In November, Mr Haggis was ordered to pay at least $7.5m to a woman who accused him of rape at a movie premier in 2013.

During the trial, jurors heard extensive testimony about the Church of Scientology, with Mr Haggis claiming members of the church had tried to discredit him.

Louis Theroux’s 2016 documentary My Scientology Movie shed further light on the church’s alleged indonctrination and disciplinary practices.

The lawsuits

Three former Scientologists filed a lawsuit in April alleging they were forced to work for the organisation from the age of 10 until adulthood for little or no pay, while suffering verbal and physical abuse.

Gawain Baxter, who is suing the church with wife Laura Baxter and a third plaintiff Valeska Paris, said in a statement released through his attorney that he was forced to sign a document at the age of six pledging to work for the Church of Scientology for one billion years.

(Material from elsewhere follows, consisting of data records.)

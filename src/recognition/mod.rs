use std::sync::OnceLock;

use base64::{
    engine::general_purpose::STANDARD as BASE64,
    Engine as _,
};
use futures::future::join_all;
use regex::Regex;
use serde::Deserialize;

use crate::core::{
    BoundingBox,
    ManabiError,
    RecognizedItem,
};

pub const MIN_TEXT_CONFIDENCE: f32 = 0.5;

/// OCR gateway seam. Adapters are expected to apply the gateway
/// contract themselves: results below the confidence threshold or with
/// empty trimmed text never leave the adapter.
pub trait TextRecognizer {
    fn recognize(
        &self,
        image: &[u8],
    ) -> impl std::future::Future<Output = Result<Vec<RecognizedItem>, ManabiError>> + Send;
}

/// Runs OCR over a batch of images: per-image results concatenated in
/// input order, deduplicated by case-insensitive trimmed text (first
/// occurrence wins), then sorted top-to-bottom.
pub async fn recognize_images<R: TextRecognizer>(
    recognizer: &R,
    images: &[Vec<u8>],
) -> Vec<RecognizedItem> {
    let futures: Vec<_> = images.iter().map(|image| recognizer.recognize(image)).collect();

    let mut all_items = Vec::new();
    for result in join_all(futures).await {
        match result {
            Ok(items) => all_items.extend(items),
            Err(e) => eprintln!("OCR failed for image: {}", e),
        }
    }

    let mut unique = dedupe_by_text(all_items);
    sort_top_to_bottom(&mut unique);
    unique
}

pub fn retain_confident(items: Vec<RecognizedItem>, threshold: f32) -> Vec<RecognizedItem> {
    items
        .into_iter()
        .filter(|item| item.confidence > threshold && !item.text.trim().is_empty())
        .collect()
}

pub fn dedupe_by_text(items: Vec<RecognizedItem>) -> Vec<RecognizedItem> {
    let mut seen = std::collections::HashSet::new();
    let mut unique = Vec::new();

    for item in items {
        let normalized = item.text.trim().to_lowercase();
        if seen.insert(normalized) {
            unique.push(item);
        }
    }

    unique
}

pub fn sort_top_to_bottom(items: &mut [RecognizedItem]) {
    items.sort_by(|a, b| {
        a.bounding_box
            .y
            .partial_cmp(&b.bounding_box.y)
            .unwrap_or(std::cmp::Ordering::Equal)
    });
}

#[derive(Debug, Clone, Copy, PartialEq, Eq)]
pub enum ContentType {
    Vocabulary,
    Grammar,
    Mixed,
}

/// Rough split between single vocabulary entries and full sentences.
pub fn classify_content(text: &str) -> ContentType {
    let text = text.trim();

    if text.contains('。')
        || text.contains('？')
        || text.contains('！')
        || text.contains("です")
        || text.contains("ます")
        || text.contains('だ')
    {
        return ContentType::Grammar;
    }

    if text.chars().count() <= 10 && !text.contains(' ') {
        return ContentType::Vocabulary;
    }

    ContentType::Mixed
}

fn japanese_regex() -> &'static Regex {
    static RE: OnceLock<Regex> = OnceLock::new();
    RE.get_or_init(|| Regex::new(r"[\p{Hiragana}\p{Katakana}\p{Han}]").unwrap())
}

pub fn contains_japanese(text: &str) -> bool {
    japanese_regex().is_match(text)
}

pub fn filter_japanese_text(items: Vec<RecognizedItem>) -> Vec<RecognizedItem> {
    items.into_iter().filter(|item| contains_japanese(&item.text)).collect()
}

#[derive(Debug, Deserialize)]
struct Vertex {
    #[serde(default)]
    x: f32,
    #[serde(default)]
    y: f32,
}

#[derive(Debug, Deserialize)]
#[serde(rename_all = "camelCase")]
struct BoundingPoly {
    #[serde(default)]
    vertices: Vec<Vertex>,
}

#[derive(Debug, Deserialize)]
#[serde(rename_all = "camelCase")]
struct EntityAnnotation {
    description: String,
    #[serde(default)]
    confidence: Option<f32>,
    bounding_poly: Option<BoundingPoly>,
}

#[derive(Debug, Deserialize)]
#[serde(rename_all = "camelCase")]
struct AnnotateResponse {
    #[serde(default)]
    text_annotations: Vec<EntityAnnotation>,
}

#[derive(Debug, Deserialize)]
struct AnnotateEnvelope {
    #[serde(default)]
    responses: Vec<AnnotateResponse>,
}

/// Google Vision REST adapter, configured for Japanese text with
/// language correction hints and accurate (document) detection.
pub struct GoogleVisionRecognizer {
    client: reqwest::Client,
    api_key: String,
    min_confidence: f32,
}

impl GoogleVisionRecognizer {
    const ENDPOINT: &'static str = "https://vision.googleapis.com/v1/images:annotate";

    pub fn new(api_key: impl Into<String>) -> Self {
        Self {
            client: reqwest::Client::new(),
            api_key: api_key.into(),
            min_confidence: MIN_TEXT_CONFIDENCE,
        }
    }

    pub fn from_config(config: &crate::AppConfig) -> Self {
        Self {
            client: reqwest::Client::new(),
            api_key: config.vision_api_key.clone(),
            min_confidence: config.min_text_confidence,
        }
    }

    fn parse_response(&self, envelope: AnnotateEnvelope) -> Vec<RecognizedItem> {
        let Some(response) = envelope.responses.into_iter().next() else {
            return Vec::new();
        };

        // The first annotation spans the whole detected region; its
        // extent normalizes the per-word pixel boxes.
        let full_extent = response
            .text_annotations
            .first()
            .and_then(|a| a.bounding_poly.as_ref())
            .map(|poly| {
                poly.vertices.iter().fold((1.0f32, 1.0f32), |(w, h), v| {
                    (w.max(v.x), h.max(v.y))
                })
            })
            .unwrap_or((1.0, 1.0));

        let items: Vec<RecognizedItem> = response
            .text_annotations
            .into_iter()
            .skip(1)
            .map(|annotation| {
                let bbox = annotation
                    .bounding_poly
                    .map(|poly| normalize_poly(&poly, full_extent))
                    .unwrap_or_default();
                let confidence = annotation.confidence.unwrap_or(1.0);
                RecognizedItem::new(annotation.description, confidence, bbox)
            })
            .collect();

        retain_confident(items, self.min_confidence)
    }
}

fn normalize_poly(poly: &BoundingPoly, (full_width, full_height): (f32, f32)) -> BoundingBox {
    let (mut min_x, mut min_y) = (f32::MAX, f32::MAX);
    let (mut max_x, mut max_y) = (0.0f32, 0.0f32);

    for v in &poly.vertices {
        min_x = min_x.min(v.x);
        min_y = min_y.min(v.y);
        max_x = max_x.max(v.x);
        max_y = max_y.max(v.y);
    }

    if poly.vertices.is_empty() {
        return BoundingBox::default();
    }

    BoundingBox::new(
        min_x / full_width,
        min_y / full_height,
        (max_x - min_x) / full_width,
        (max_y - min_y) / full_height,
    )
}

impl TextRecognizer for GoogleVisionRecognizer {
    async fn recognize(&self, image: &[u8]) -> Result<Vec<RecognizedItem>, ManabiError> {
        if self.api_key.is_empty() {
            return Err(ManabiError::MissingApiKey("vision"));
        }

        let body = serde_json::json!({
            "requests": [{
                "image": { "content": BASE64.encode(image) },
                "features": [{ "type": "DOCUMENT_TEXT_DETECTION" }],
                "imageContext": { "languageHints": ["ja", "en"] },
            }]
        });

        let response = self
            .client
            .post(Self::ENDPOINT)
            .query(&[("key", self.api_key.as_str())])
            .json(&body)
            .send()
            .await?;

        if !response.status().is_success() {
            return Err(ManabiError::GatewayStatus(response.status().as_u16()));
        }

        let envelope: AnnotateEnvelope = response.json().await?;
        Ok(self.parse_response(envelope))
    }
}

He said he began working in low or unpaid labour for the Scientology’s Cadet Org from the age of 10 while being forced to attend “expensive indoctrination sessions”.

The Baxters later worked for the church’s military-style Sea Org before leaving in 2012.

“Growing up in Scientology, being separated from my family and subjected to severe verbal and physical abuse has scarred me in ways that I am still working through and uncovering,” Mr Baxter said in a statement released in April.

“All the while, Scientology continues to abuse and exploit its members, including young children, and does so with virtually unchecked power.”

Neil Glazer, an attorney for the plaintiffs, has asked the court to consider Mr Miscavige has been served and is in default at a court hearing scheduled in a Tampa federal court for 20 January.

“Miscavige cannot be permitted to continue his gamesmanship,” Mr Glazer wrote in a 13 December court filing, The Tampa Bay Times reports.

The Independent did not immediately hear back after making two requests for comment in relation to the allegations against Mr Miscavige in the lawsuit.